Özgürlüğün önündeki en büyük engel öğrenilmiş güçsüzlüktür
By Aylin do Nascimento on May 11, 2015 in Liberalizm, Özgürlükler
… Özgürlükler ve sahte özgürlükler üzerine okumak için…
1930 model bir ulus-devletin, bir “devlet babanın” çocuklarıyız. Son derecede“Millî” bir eğitim gördük, öğrenim değil. Hayatta işimize yarayacak meslekî bilgileri ya da eleştirel bir bakışı öğrenmedik “millî” okullarda. “Varlığımızı Türk varlığına armağan etmek” için eğitildik, eğilip büküldük.
Liberallerin dilinden düşmeyen “Bireysel haklar ve özgürlükler” bizim gibi Kemalist çamaşırhanelerde yıkanmış beyinler için çok yeni. Ankara’dan uzaktan kumanda ile yönetilmeye o kadar alıştık ki günlük hayatımızın kanunla değil de piyasa ile belirlenmesi neredeyse bilim-kurgu. Türkiye’yi kâh bir fabrika kâh bir kışla zannediyoruz. Faprika müdürü ya da gomandan ne emir verirse uygulayacağız. Varlığımızı armağan ettik ya!
Türkiye’de yaşayan insanların ulus-devlet boyunduruğundan kurtulmasında önemli bir rol oynuyor liberaller. Daha da oynayacaklar. Biz de bu kitapta liberalizmin temel tezleriyle uyumlu, bu fikir akımına doğrudan ya da dolaylı destek veren makaleleri birleştirdik. Peki liberalizm her derde deva mı? Hiç eleştirilecek yanı yok mu? Türkiye’nin gerçekleriyle uyumlu mu? Kendi içindeki tutarsızlıkları hatta insan doğasıyla çatışması hakkında neler söylenebilir?
Liberalizm ne yazık ki insan nefsini, bencillik ve kibir gibi insan doğasının en korkunç yönlerini ilâhlaştırıp bir ideoloji haline getirebilir. Yepyeni ve modern bir totalitarizm üretebilir. Ama gelin işin bu yanını yakında yayına gireceğimiz bir başka kitaba,Liberalizmin Kara Kitabı‘na bırakalım. Başlangıç olarak 127 sayfa boyunca liberallerin haklı oldukları kısımları teslim etmeye çalışalım.

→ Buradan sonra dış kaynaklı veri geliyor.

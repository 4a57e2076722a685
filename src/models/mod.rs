pub mod customer;
pub mod driver;
pub mod event;
pub mod order;
pub mod parcel;
pub mod restaurant;
pub mod review;

use serde::{Deserialize, Serialize};

/// Payment methods a driver may accept. PayShap is an out-of-band instant
/// transfer confirmed by both parties; the other two are collected on
/// handoff.
#[derive(Debug, Clone, Copy, PartialEq, Eq, Hash, Serialize, Deserialize)]
pub enum PaymentMethod {
    CashOnDelivery,
    Speedpoint,
    PayShap,
}

impl PaymentMethod {
    /// Whether the customer pays before the driver reaches them.
    pub fn is_prepaid(&self) -> bool {
        matches!(self, PaymentMethod::PayShap)
    }
}

/// Caller role attached to every mutating command. Identity verification
/// happens upstream; the state machines only check that the role is allowed
/// to perform the transition.
#[derive(Debug, Clone, Copy, PartialEq, Eq, Serialize, Deserialize)]
pub enum Role {
    Customer,
    Driver,
    Restaurant,
}

impl std::fmt::Display for Role {
    fn fmt(&self, f: &mut std::fmt::Formatter<'_>) -> std::fmt::Result {
        match self {
            Role::Customer => write!(f, "customer"),
            Role::Driver => write!(f, "driver"),
            Role::Restaurant => write!(f, "restaurant"),
        }
    }
}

Tabi bu arada islâmcı veya solcu arkadaşlar “istemezük” dışındaki argümanlarını ve alternatif önerilerini bizimle paylaşabilirler. Buradan indirin.
“Liberalizmin Ak Kitabı” adlı kitabımızın önsözünde söz verdiğimiz gibi sıra Kara Kitap’ta!
Neden? Kemalist ulus devletin tektipleştirici silindiri altında ezilenler için bir umut teşkil etti liberalizm. Kürt, Ermeni, Alevî, “aşırı” dindar, Eski Solcu, vs Atatürkçülerin gözünde “makbul olmayan” kimlikleri haiz insanlar “ideolojisiz bir ideoloji” bulduklarını düşündüler.
Yine de sormak gerekmez mi “Ben de liberalim” diyenlerin içinde kaçı bu düşünce geleneğini derinlemesine inceledi? Güçlü ve zayıf yanları, Türkiye’ye uyan ve uymayan vasıfları hakkında bilgi sahibi oldu? Liberalizm asırlardır bir çok aşamalardan geçmiş, tarihi olaylarla kendisini, temel ilkelerini imtihan etmiş bir düşünce geleneği. Değişmiş yanları var ama sabitleri de var. Bu sabitlerin içinde YIKICI KUSURLARI var. Bunları ortaya çıkarmak için “doğru” soruları sormak ve liberal perspektifte kalarak yanıt aramak gerekiyor.
Özgürlük nedir? Devletin, toplumun ve bireylerin özgürlükler üzerindeki hakları sınırlandırılabilir mi? Liberalizmin merkezine aldığı bireysel özgürlükler ve piyasa her derde deva mıdır? Özgürlüklerin birbiriyle sınırlanması ANLAMLI mıdır?
Büyük bir kısmı liberal olan düşünürlerin perspektifinden liberalizmin kusurlarını ele alıyoruz bu kara kitapta: Adam Smith, Mandeville, John Stuart Mill, Hayek, Friedman, Röpke, Immanuel Kant, Alexis de Tocqville, John Rawls, Popper, Berlin, Mises, Rothbard veTürkiye’de Mustafa Akyol, Atilla Yayla, Mustafa Erdoğan…
Liberallere, liberalimsilere ve anti-liberallere duyurulur.